Hopkins researchers intend to recruit approximately 300 people for the study and will work with community organizations to ensure a diverse group is recruited.

Dr. Fernando Goes, director of the school’s Precision Medicine Center of Excellence in Mood Disorders, will lead the effort.

According to Goes, there are no eligibility requirements for the study other than being diagnosed with bipolar 1 and being willing to commit to a long-term project. Participants, he added, should ideally be patients in the Hopkins medical system. As a result, the study’s findings could be easily applied to improving patient care even before the project is completed.

While that could be accomplished with patients outside of the health care system, Goes believes that “the easiest way is within our health care system, where the investigators and clinicians are either the same people, or they rub shoulders in the hallways.”

The study’s preparations took even longer than the study itself is expected to last.

Altimus stated that it took 80 months — nearly seven years — of planning and an additional nine months of selecting and preparing the sites. During the planning stages, researchers polled nearly 6,500 people with bipolar disorder, depression, or both to see what they wanted to be studied.
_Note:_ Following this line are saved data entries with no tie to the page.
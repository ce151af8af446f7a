//! Session artifacts: token storage, the cross-application hand-off, the
//! JWT payload fallback and the idle timer.

pub mod handoff;
pub mod idle;
pub mod jwt;
pub mod store;

pub use handoff::{HandoffPayload, LogoutMarker};
pub use idle::{IdleEvent, IdlePhase, IdleTimer};
pub use store::BrowserTokenStore;
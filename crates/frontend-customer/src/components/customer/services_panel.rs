//! Static banking services panel.

use yew::prelude::*;

const SERVICES: [(&str, &str); 4] = [
    ("Fixed Deposits", "Lock in competitive rates from 6.5% p.a."),
    ("Personal Loans", "Pre-approved offers with instant disbursal"),
    ("Insurance", "Life, health and vehicle cover in one place"),
    ("Mutual Funds", "Start a SIP with as little as ₹500"),
];

#[function_component(ServicesPanel)]
pub fn services_panel() -> Html {
    html! {
        <div class="bg-white rounded-lg shadow-sm border p-6">
            <h3 class="text-lg font-semibold text-gray-900 mb-4">{"Banking Services"}</h3>
            <div class="space-y-4">
                {for SERVICES.iter().map(|(name, blurb)| html! {
                    <div class="border-b border-gray-100 last:border-0 pb-3 last:pb-0">
                        <p class="text-sm font-medium text-gray-900">{*name}</p>
                        <p class="text-xs text-gray-500">{*blurb}</p>
                    </div>
                })}
            </div>
        </div>
    }
}
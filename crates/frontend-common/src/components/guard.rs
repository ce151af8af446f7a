//! Role-gated rendering.
//!
//! Authentication itself is handled at each application's root (an
//! unauthenticated visitor is sent to the login surface); the guard below
//! only decides whether an authenticated user may see a given route. An
//! unmet requirement blocks render with an explanatory message — it never
//! redirects.

use nexabank_http::types::{User, UserType};
use yew::prelude::*;

use crate::auth::use_session;

/// Dashboard variant selected for `/dashboard`.
#[derive(Debug, Clone, Copy, PartialEq, Eq)]
pub enum Dashboard {
    Customer,
    Admin,
}

/// Route `/dashboard` by user type.
pub fn dashboard_for(user_type: Option<UserType>) -> Dashboard {
    match user_type {
        Some(UserType::Admin) => Dashboard::Admin,
        // Employees currently share the admin dashboard.
        Some(UserType::Employee) => Dashboard::Admin,
        Some(UserType::Customer) | None => Dashboard::Customer,
    }
}

/// Exact-match permission check: the user type must match when required,
/// and every named role string must be present in the user's role set.
pub fn permitted(user: &User, user_type: Option<UserType>, roles: &[String]) -> bool {
    if let Some(required) = user_type {
        if user.user_type != required {
            return false;
        }
    }
    roles.iter().all(|role| user.has_role(role))
}

#[derive(Properties, PartialEq)]
pub struct RequireRoleProps {
    pub children: Children,
    /// Required user type, e.g. `ADMIN` for `/admin/*`.
    #[prop_or_default]
    pub user_type: Option<UserType>,
    /// Named permission strings, all required.
    #[prop_or_default]
    pub roles: Vec<String>,
}

#[function_component(RequireRole)]
pub fn require_role(props: &RequireRoleProps) -> Html {
    let session = use_session();

    match &session.user {
        None => html! {
            <div class="min-h-screen bg-gray-50 flex items-center justify-center">
                <div class="text-center">
                    <h1 class="text-2xl font-bold text-gray-900 mb-4">{"Sign in required"}</h1>
                    <p class="text-gray-600">{"Please sign in to view this page."}</p>
                </div>
            </div>
        },
        Some(user) if permitted(user, props.user_type, &props.roles) => {
            html! { <>{props.children.clone()}</> }
        }
        Some(_) => html! {
            <div class="min-h-screen bg-gray-50 flex items-center justify-center">
                <div class="text-center max-w-md">
                    <h1 class="text-2xl font-bold text-gray-900 mb-4">{"Access restricted"}</h1>
                    <p class="text-gray-600">
                        {"Your account does not have permission to view this page."}
                    </p>
                </div>
            </div>
        },
    }
}

#[cfg(test)]
mod tests {
    use super::*;

    fn user(user_type: UserType, roles: &[&str]) -> User {
        serde_json::from_value(serde_json::json!({
            "userId": "u-1",
            "email": "t@nexabank.test",
            "firstName": "T",
            "lastName": "U",
            "phoneNumber": "",
            "userType": serde_json::to_value(user_type).unwrap(),
            "roles": roles,
        }))
        .unwrap()
    }

    #[test]
    fn dashboard_routing_by_user_type() {
        assert_eq!(dashboard_for(Some(UserType::Admin)), Dashboard::Admin);
        assert_eq!(dashboard_for(Some(UserType::Customer)), Dashboard::Customer);
        assert_eq!(dashboard_for(None), Dashboard::Customer);
        // Employees fall back onto the admin dashboard.
        assert_eq!(dashboard_for(Some(UserType::Employee)), Dashboard::Admin);
    }

    #[test]
    fn permission_strings_are_exact_matches() {
        let admin = user(UserType::Admin, &["ADMIN_FULL_ACCESS"]);
        assert!(permitted(&admin, Some(UserType::Admin), &[]));
        assert!(permitted(
            &admin,
            Some(UserType::Admin),
            &["ADMIN_FULL_ACCESS".into()]
        ));
        assert!(!permitted(
            &admin,
            Some(UserType::Admin),
            &["ADMIN_FULL".into()]
        ));
        assert!(!permitted(
            &admin,
            Some(UserType::Admin),
            &["ADMIN_FULL_ACCESS".into(), "ADMIN_REPORTS".into()]
        ));
    }

    #[test]
    fn employee_does_not_satisfy_an_admin_requirement() {
        let employee = user(UserType::Employee, &[]);
        assert!(!permitted(&employee, Some(UserType::Admin), &[]));
        assert!(permitted(&employee, Some(UserType::Employee), &[]));
    }
}
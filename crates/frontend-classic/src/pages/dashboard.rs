//! Role-routed dashboard of the classic application.

use nexabank_frontend_common::auth::{use_session, SessionAction};
use nexabank_frontend_common::components::{dashboard_for, Dashboard};
use nexabank_frontend_common::portal_client;
use nexabank_frontend_common::services::AuthApiService;
use nexabank_http::types::{BankAccount, BankStats, Transaction, TransactionType, User};
use yew::prelude::*;

fn format_currency(amount: f64) -> String {
    format!("₹{amount:.2}")
}

#[function_component(ClassicDashboard)]
pub fn classic_dashboard() -> Html {
    let session = use_session();
    let user = session.user.clone();

    let on_logout = {
        let session = session.clone();
        Callback::from(move |_: MouseEvent| {
            let session = session.clone();
            wasm_bindgen_futures::spawn_local(async move {
                if let Err(err) = AuthApiService::new().logout().await {
                    tracing::warn!("logout call failed: {err}");
                }
                session.dispatch(SessionAction::Logout);
            });
        })
    };

    let (name, user_type) = match &user {
        Some(user) => (
            format!("{} {}", user.first_name, user.last_name),
            Some(user.user_type),
        ),
        None => (String::new(), None),
    };

    html! {
        <div class="min-h-screen bg-gray-50">
            <header class="bg-white border-b border-gray-200">
                <div class="max-w-5xl mx-auto px-4 h-14 flex items-center justify-between">
                    <span class="font-bold text-gray-900">{"NexaBank"}</span>
                    <div class="flex items-center gap-4">
                        <span class="text-sm text-gray-600">{name}</span>
                        <button
                            onclick={on_logout}
                            class="text-sm text-blue-600 hover:underline"
                        >
                            {"Sign out"}
                        </button>
                    </div>
                </div>
            </header>

            <main class="max-w-5xl mx-auto px-4 py-8">
                {match dashboard_for(user_type) {
                    Dashboard::Admin => html! { <AdminView /> },
                    Dashboard::Customer => html! { <CustomerView /> },
                }}
            </main>
        </div>
    }
}

#[function_component(CustomerView)]
fn customer_view() -> Html {
    let accounts = use_state(Vec::<BankAccount>::new);
    let transactions = use_state(Vec::<Transaction>::new);
    let is_loading = use_state(|| true);

    {
        let accounts = accounts.clone();
        let transactions = transactions.clone();
        let is_loading = is_loading.clone();

        use_effect_with((), move |_| {
            wasm_bindgen_futures::spawn_local(async move {
                if let Ok(client) = portal_client() {
                    match client.my_accounts().await {
                        Ok(list) => accounts.set(list),
                        Err(err) => tracing::warn!("failed to load accounts: {err}"),
                    }
                    match client.my_transactions(5).await {
                        Ok(list) => transactions.set(list),
                        Err(err) => tracing::warn!("failed to load transactions: {err}"),
                    }
                }
                is_loading.set(false);
            });
        });
    }

    if *is_loading {
        return html! { <div class="h-40 bg-gray-100 rounded-lg animate-pulse"></div> };
    }

    html! {
        <div class="space-y-6">
            <div class="bg-white rounded-lg shadow-sm border p-6">
                <h2 class="text-lg font-semibold text-gray-900 mb-4">{"Your Accounts"}</h2>
                if accounts.is_empty() {
                    <p class="text-sm text-gray-600">{"No accounts yet."}</p>
                } else {
                    <div class="grid grid-cols-1 md:grid-cols-3 gap-4">
                        {for accounts.iter().map(|account| html! {
                            <div class="border border-gray-200 rounded-lg p-4">
                                <p class="text-xs text-gray-500">{&account.account_number}</p>
                                <p class="text-lg font-bold text-gray-900">
                                    {format_currency(account.balance)}
                                </p>
                            </div>
                        })}
                    </div>
                }
            </div>

            <div class="bg-white rounded-lg shadow-sm border p-6">
                <h2 class="text-lg font-semibold text-gray-900 mb-4">{"Recent Transactions"}</h2>
                if transactions.is_empty() {
                    <p class="text-sm text-gray-600">{"No transactions yet."}</p>
                } else {
                    <div class="divide-y divide-gray-100">
                        {for transactions.iter().map(|t| {
                            let incoming = matches!(
                                t.transaction_type,
                                TransactionType::Credit | TransactionType::TransferIn
                            );
                            let class = if incoming { "text-green-600" } else { "text-red-600" };
                            let sign = if incoming { "+" } else { "-" };
                            html! {
                                <div class="flex justify-between py-2 text-sm">
                                    <span class="text-gray-700">{&t.description}</span>
                                    <span class={class}>
                                        {format!("{sign}{}", format_currency(t.amount))}
                                    </span>
                                </div>
                            }
                        })}
                    </div>
                }
            </div>
        </div>
    }
}

#[function_component(AdminView)]
fn admin_view() -> Html {
    let stats = use_state(BankStats::default);
    let users = use_state(Vec::<User>::new);
    let is_loading = use_state(|| true);

    {
        let stats = stats.clone();
        let users = users.clone();
        let is_loading = is_loading.clone();

        use_effect_with((), move |_| {
            wasm_bindgen_futures::spawn_local(async move {
                if let Ok(client) = portal_client() {
                    match client.bank_stats(js_sys::Date::now() as u64).await {
                        Ok(fresh) => stats.set(fresh),
                        Err(err) => tracing::warn!("failed to load stats: {err}"),
                    }
                    match client.list_users().await {
                        Ok(list) => users.set(list),
                        Err(err) => tracing::warn!("failed to load users: {err}"),
                    }
                }
                is_loading.set(false);
            });
        });
    }

    if *is_loading {
        return html! { <div class="h-40 bg-gray-100 rounded-lg animate-pulse"></div> };
    }

    html! {
        <div class="space-y-6">
            <div class="grid grid-cols-2 md:grid-cols-4 gap-4">
                <div class="bg-white border rounded-lg p-4">
                    <p class="text-xs text-gray-500">{"Users"}</p>
                    <p class="text-xl font-bold">{stats.total_users}</p>
                </div>
                <div class="bg-white border rounded-lg p-4">
                    <p class="text-xs text-gray-500">{"Accounts"}</p>
                    <p class="text-xl font-bold">{stats.total_accounts}</p>
                </div>
                <div class="bg-white border rounded-lg p-4">
                    <p class="text-xs text-gray-500">{"Deposits"}</p>
                    <p class="text-xl font-bold">{format_currency(stats.total_deposits)}</p>
                </div>
                <div class="bg-white border rounded-lg p-4">
                    <p class="text-xs text-gray-500">{"Transactions"}</p>
                    <p class="text-xl font-bold">{stats.total_transactions}</p>
                </div>
            </div>

            <div class="bg-white rounded-lg shadow-sm border p-6">
                <h2 class="text-lg font-semibold text-gray-900 mb-4">{"Users"}</h2>
                <div class="divide-y divide-gray-100">
                    {for users.iter().map(|user| html! {
                        <div class="flex justify-between py-2 text-sm">
                            <span class="text-gray-900">
                                {format!("{} {}", user.first_name, user.last_name)}
                            </span>
                            <span class="text-gray-500">{user.user_type.as_str()}</span>
                        </div>
                    })}
                </div>
            </div>
        </div>
    }
}
//! Authentication API service

use nexabank_http::types::{AuthResponse, LoginRequest, RegisterRequest};

use crate::client::{portal_client, public_client};

/// Authentication API service
#[derive(Clone)]
pub struct AuthApiService;

impl AuthApiService {
    /// Create a new auth API service
    pub fn new() -> Self {
        Self
    }

    /// Authenticate with email and password
    pub async fn login(&self, request: LoginRequest) -> Result<AuthResponse, String> {
        let client = public_client().map_err(|e| format!("Failed to get client: {e}"))?;
        client.login(request).await.map_err(|e| e.to_string())
    }

    /// Register a new user; a successful registration yields a session like
    /// login does
    pub async fn register(&self, request: RegisterRequest) -> Result<AuthResponse, String> {
        let client = public_client().map_err(|e| format!("Failed to get client: {e}"))?;
        client.register(request).await.map_err(|e| e.to_string())
    }

    /// Revoke the current session server-side. Callers proceed with the
    /// local logout even when this fails.
    pub async fn logout(&self) -> Result<(), String> {
        let client = portal_client().map_err(|e| format!("Failed to get client: {e}"))?;
        client.logout().await.map(|_| ()).map_err(|e| e.to_string())
    }

    /// Revoke every session of the user ("logout everywhere").
    pub async fn logout_all(&self) -> Result<(), String> {
        let client = portal_client().map_err(|e| format!("Failed to get client: {e}"))?;
        client.logout_all().await.map(|_| ()).map_err(|e| e.to_string())
    }
}

impl Default for AuthApiService {
    fn default() -> Self {
        Self::new()
    }
}
//! Idle-session timer state machine.
//!
//! `Active → WarningShown → Expired`, driven by two inputs: tracked DOM
//! activity and clock advancement. Kept free of browser types so the
//! transitions are testable without a DOM; the hook in
//! [`crate::hooks::use_idle_logout`] wires it to events and an interval.

/// Timer phase.
#[derive(Debug, Clone, Copy, PartialEq, Eq)]
pub enum IdlePhase {
    Active,
    WarningShown,
    Expired,
}

/// Transition produced by advancing the clock.
#[derive(Debug, Clone, Copy, PartialEq, Eq)]
pub enum IdleEvent {
    /// The warning threshold was crossed; prompt the user.
    Warn,
    /// The full timeout elapsed; force logout.
    Expired,
}

/// Inactivity clock with a warning threshold.
#[derive(Debug, Clone)]
pub struct IdleTimer {
    timeout_ms: u64,
    warning_before_expiry_ms: u64,
    idle_ms: u64,
    phase: IdlePhase,
}

impl IdleTimer {
    /// `timeout_ms` is the full inactivity budget; the warning fires
    /// `warning_before_expiry_ms` ahead of it.
    pub fn new(timeout_ms: u64, warning_before_expiry_ms: u64) -> Self {
        debug_assert!(warning_before_expiry_ms < timeout_ms);
        Self {
            timeout_ms,
            warning_before_expiry_ms,
            idle_ms: 0,
            phase: IdlePhase::Active,
        }
    }

    pub fn phase(&self) -> IdlePhase {
        self.phase
    }

    /// Tracked activity zeroes the elapsed counter and returns to `Active`.
    /// Once expired the timer stays expired; logout is already underway.
    pub fn record_activity(&mut self) {
        if self.phase != IdlePhase::Expired {
            self.idle_ms = 0;
            self.phase = IdlePhase::Active;
        }
    }

    /// The user confirmed the warning prompt; equivalent to activity.
    pub fn confirm_continue(&mut self) {
        self.record_activity();
    }

    /// Advance the clock, returning the transition this step caused.
    pub fn advance(&mut self, delta_ms: u64) -> Option<IdleEvent> {
        if self.phase == IdlePhase::Expired {
            return None;
        }

        self.idle_ms = self.idle_ms.saturating_add(delta_ms);

        if self.idle_ms >= self.timeout_ms {
            self.phase = IdlePhase::Expired;
            return Some(IdleEvent::Expired);
        }

        if self.phase == IdlePhase::Active
            && self.idle_ms >= self.timeout_ms - self.warning_before_expiry_ms
        {
            self.phase = IdlePhase::WarningShown;
            return Some(IdleEvent::Warn);
        }

        None
    }
}

#[cfg(test)]
mod tests {
    use super::*;

    const TIMEOUT: u64 = 5 * 60 * 1000;
    const WARNING: u64 = 60 * 1000;

    fn timer() -> IdleTimer {
        IdleTimer::new(TIMEOUT, WARNING)
    }

    fn tick_minutes(timer: &mut IdleTimer, minutes: u64) -> Vec<IdleEvent> {
        let mut events = Vec::new();
        for _ in 0..minutes * 60 {
            events.extend(timer.advance(1_000));
        }
        events
    }

    #[test]
    fn warns_at_four_minutes_and_expires_at_five() {
        let mut timer = timer();

        assert!(tick_minutes(&mut timer, 3).is_empty());
        assert_eq!(timer.phase(), IdlePhase::Active);

        assert_eq!(tick_minutes(&mut timer, 1), vec![IdleEvent::Warn]);
        assert_eq!(timer.phase(), IdlePhase::WarningShown);

        assert_eq!(tick_minutes(&mut timer, 1), vec![IdleEvent::Expired]);
        assert_eq!(timer.phase(), IdlePhase::Expired);
    }

    #[test]
    fn activity_resets_the_elapsed_counter() {
        let mut timer = timer();

        tick_minutes(&mut timer, 3);
        timer.record_activity();

        // Another 3 minutes stays short of the 4-minute warning mark.
        assert!(tick_minutes(&mut timer, 3).is_empty());
        assert_eq!(timer.phase(), IdlePhase::Active);

        assert_eq!(tick_minutes(&mut timer, 1), vec![IdleEvent::Warn]);
    }

    #[test]
    fn activity_during_warning_returns_to_active() {
        let mut timer = timer();

        tick_minutes(&mut timer, 4);
        assert_eq!(timer.phase(), IdlePhase::WarningShown);

        timer.record_activity();
        assert_eq!(timer.phase(), IdlePhase::Active);

        // The warning can fire again after a fresh 4 minutes.
        assert_eq!(tick_minutes(&mut timer, 4), vec![IdleEvent::Warn]);
    }

    #[test]
    fn confirming_the_prompt_resets_like_activity() {
        let mut timer = timer();

        tick_minutes(&mut timer, 4);
        timer.confirm_continue();
        assert_eq!(timer.phase(), IdlePhase::Active);
        assert!(tick_minutes(&mut timer, 3).is_empty());
    }

    #[test]
    fn unanswered_warning_expires_on_schedule() {
        let mut timer = timer();

        tick_minutes(&mut timer, 4);
        // One blocked interval later the whole remaining minute may arrive
        // as a single delta.
        assert_eq!(timer.advance(WARNING), Some(IdleEvent::Expired));
    }

    #[test]
    fn expired_is_terminal() {
        let mut timer = timer();

        tick_minutes(&mut timer, 5);
        assert_eq!(timer.phase(), IdlePhase::Expired);

        timer.record_activity();
        assert_eq!(timer.phase(), IdlePhase::Expired);
        assert!(timer.advance(60_000).is_none());
    }
}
They prioritized metabolism, sleep, cognition, and social engagement, according to Altimus, a departure from the simplistic model used by researchers to study bipolar disorder, which divides the disease into periods of depression and mania.

“What we often miss is that people with bipolar also experience changes in energy and changes in cognition and changes in ability to engage in life,” says Altimus. “That’s why this study is so important.”

“What we’re really hoping to do is move beyond our understanding of bipolar as just kind of the outward expression of mania and depression and bring this into a space of really understanding the whole person, as bipolar affects them,” she said, “and how that affects their ability to get out of bed in the morning or their ability to have energy over time or how that affects sleep and wake cycles, or the ability to engage socially or not, or think clearly or not.”

Kerry Graves, executive director of NAMI Metropolitan Baltimore, a mental health organization dedicated to increasing public understanding of mental illnesses, was enthusiastic about the new bipolar study. While studying mental health conditions is costly, so is caring for someone with a mental health condition, according to Graves.

“Mental health conditions, in general, are some of the most treatable conditions out there,” said Graves. “If we can get the correct treatment strategies through research, the changes that would make are really, really dramatic.”

Cole Brown, the memoir author, has been hospitalized for bipolar disorder for more than 25 years. Her recovery has been hampered by the deaths of her husband, parents, and older sister, whom she described as the “glue” of her family.

She gets adequate rest. She takes her medications on a regular basis. She thinks about the Bible. She says a prayer. She does not consume alcohol. Above all, she is clinging to hope.

“My life is proof that you can live differently than what people thought,” she was quoted as saying. “It is also what you believe for yourself.” What are you feeling in your heart? What do you believe about your potential? “How far are you willing to go to stay healthy?”